Os Irmãos Cara de Pau

Não se fazem mais filmes sem computadores, e isso pode ser uma coisa ruim. Os efeitos digitais invadem as telonas e as pessoas dessa geração mal percebem que estão olhando para pixels plásticos gerados em ambientes impossíveis. O velho acidente de carro capotando parece só existir agora “photoshopado” em inúmeras camadas de irrealidade.

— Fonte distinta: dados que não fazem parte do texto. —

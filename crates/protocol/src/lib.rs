//! # CodeHeist Protocol
//!
//! JSON envelope exchanged between the browser terminal and the server over a
//! WebSocket. Every frame is one [`Envelope`]; the `type` field selects how the
//! remaining fields are interpreted.
//!
//! ```text
//! client ── command / command_input ──> server
//! server ── session_created / output / level_up / prompt ──> client
//! ```

use anyhow::{Context, Result};
use serde::{Deserialize, Serialize};

/// Prompt rendered after every command.
pub const PROMPT: &str = "$ ";

/// Envelope `type` values.
pub mod kind {
    pub const SESSION_CREATED: &str = "session_created";
    pub const PROMPT: &str = "prompt";
    pub const OUTPUT: &str = "output";
    pub const LEVEL_UP: &str = "level_up";
    pub const COMMAND: &str = "command";
    pub const COMMAND_INPUT: &str = "command_input";
}

#[derive(Debug, Serialize, Deserialize, Clone, Default, PartialEq, Eq)]
pub struct Envelope {
    #[serde(rename = "type")]
    pub kind: String,
    /// Rendered text (server → client).
    #[serde(default, skip_serializing_if = "String::is_empty")]
    pub content: String,
    /// Raw keystrokes in character-at-a-time mode (client → server).
    #[serde(default, skip_serializing_if = "String::is_empty")]
    pub data: String,
    /// Full command line (client → server).
    #[serde(default, skip_serializing_if = "String::is_empty")]
    pub command: String,
    #[serde(default, skip_serializing_if = "Option::is_none")]
    pub level: Option<usize>,
    #[serde(default, skip_serializing_if = "String::is_empty")]
    pub session_id: String,
}

impl Envelope {
    fn of_kind(kind: &str) -> Self {
        Self {
            kind: kind.to_string(),
            ..Self::default()
        }
    }

    pub fn session_created(content: impl Into<String>, session_id: impl Into<String>) -> Self {
        Self {
            content: content.into(),
            session_id: session_id.into(),
            ..Self::of_kind(kind::SESSION_CREATED)
        }
    }

    pub fn prompt() -> Self {
        Self {
            content: PROMPT.to_string(),
            ..Self::of_kind(kind::PROMPT)
        }
    }

    pub fn output(content: impl Into<String>) -> Self {
        Self {
            content: content.into(),
            ..Self::of_kind(kind::OUTPUT)
        }
    }

    pub fn level_up(level: usize) -> Self {
        Self {
            level: Some(level),
            ..Self::of_kind(kind::LEVEL_UP)
        }
    }

    pub fn command(command: impl Into<String>) -> Self {
        Self {
            command: command.into(),
            ..Self::of_kind(kind::COMMAND)
        }
    }

    pub fn command_input(data: impl Into<String>) -> Self {
        Self {
            data: data.into(),
            ..Self::of_kind(kind::COMMAND_INPUT)
        }
    }
}

/// Body of `GET /health`.
#[derive(Debug, Serialize, Deserialize, Clone, PartialEq, Eq)]
pub struct HealthReport {
    pub status: String,
    pub service: String,
    pub sessions: usize,
}

impl HealthReport {
    pub fn ok(service: &str, sessions: usize) -> Self {
        Self {
            status: "ok".to_string(),
            service: service.to_string(),
            sessions,
        }
    }
}

pub fn serialize_json<T: Serialize>(value: &T) -> Result<String> {
    serde_json::to_string(value).map_err(Into::into)
}

pub fn parse_envelope(raw: &str) -> Result<Envelope> {
    serde_json::from_str(raw).context("malformed envelope")
}

#[cfg(test)]
mod tests {
    use super::*;
    use pretty_assertions::assert_eq;

    #[test]
    fn prompt_serializes_without_empty_fields() {
        let raw = serialize_json(&Envelope::prompt()).unwrap();
        assert_eq!(raw, r#"{"type":"prompt","content":"$ "}"#);
    }

    #[test]
    fn level_up_carries_level_zero_when_set() {
        let raw = serialize_json(&Envelope::level_up(0)).unwrap();
        assert_eq!(raw, r#"{"type":"level_up","level":0}"#);
    }

    #[test]
    fn parses_client_command_and_ignores_unknown_fields() {
        let env = parse_envelope(r#"{"type":"command","command":"ls -a","extra":true}"#).unwrap();
        assert_eq!(env, Envelope::command("ls -a"));
    }

    #[test]
    fn parses_keystroke_envelope() {
        let env = parse_envelope(r#"{"type":"command_input","data":"\r"}"#).unwrap();
        assert_eq!(env.kind, kind::COMMAND_INPUT);
        assert_eq!(env.data, "\r");
        assert!(env.command.is_empty());
    }

    #[test]
    fn rejects_frames_without_type() {
        let err = parse_envelope(r#"{"command":"ls"}"#).unwrap_err();
        assert!(format!("{err:#}").contains("malformed envelope"));
    }
}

Olhando para isso e assistindo a Irmãos Cara de Pau (de 1980) é como se um vento refrescante do bom e velho clichê visual batesse na minha cara, explorado em cenas que, de uma forma ou de outra, aconteceram realmente no mundo físico. É a câmera do diretor/produtor/roteirista John Landis (Trocando as Bolas) que enfoca aquela realidade de uma maneira poética, exagerada e visualmente impecável. O estilo dos irmãos sempre vestidos de preto com chapéu e óculos escuros define o nível fantasia da história, que, admito, não é das boas, mas os números musicais compensam qualquer eventual deslize na lógica narrativa: protagonizados por Aretha Franklin, James Brown, Ray Charles e tantos outros precursores, o filme mantém seu estilo medido com precisão.

Os protagonistas: o também roteirista Dan Aykroyd (Caçadores de Fantasmas) e o ator de vida breve John Belushi, são cafajestes que viveram no submundo da negra Chicado e são católicos incondicionais. Quando precisam salvar o orfanato dirigido pela irmã Mary Stigmata (também conhecida como O Pinguim), o guia moral dos dois, e possuem como condição ganharem o dinheiro honestamente, revolvem resgatar a banda da qual faziam parte. Metade do filme é a respeito disso. A outra metade é um show de Cinema em larguíssima escala e que por mais fundo verde que coloquem hoje em dia, não existe mais.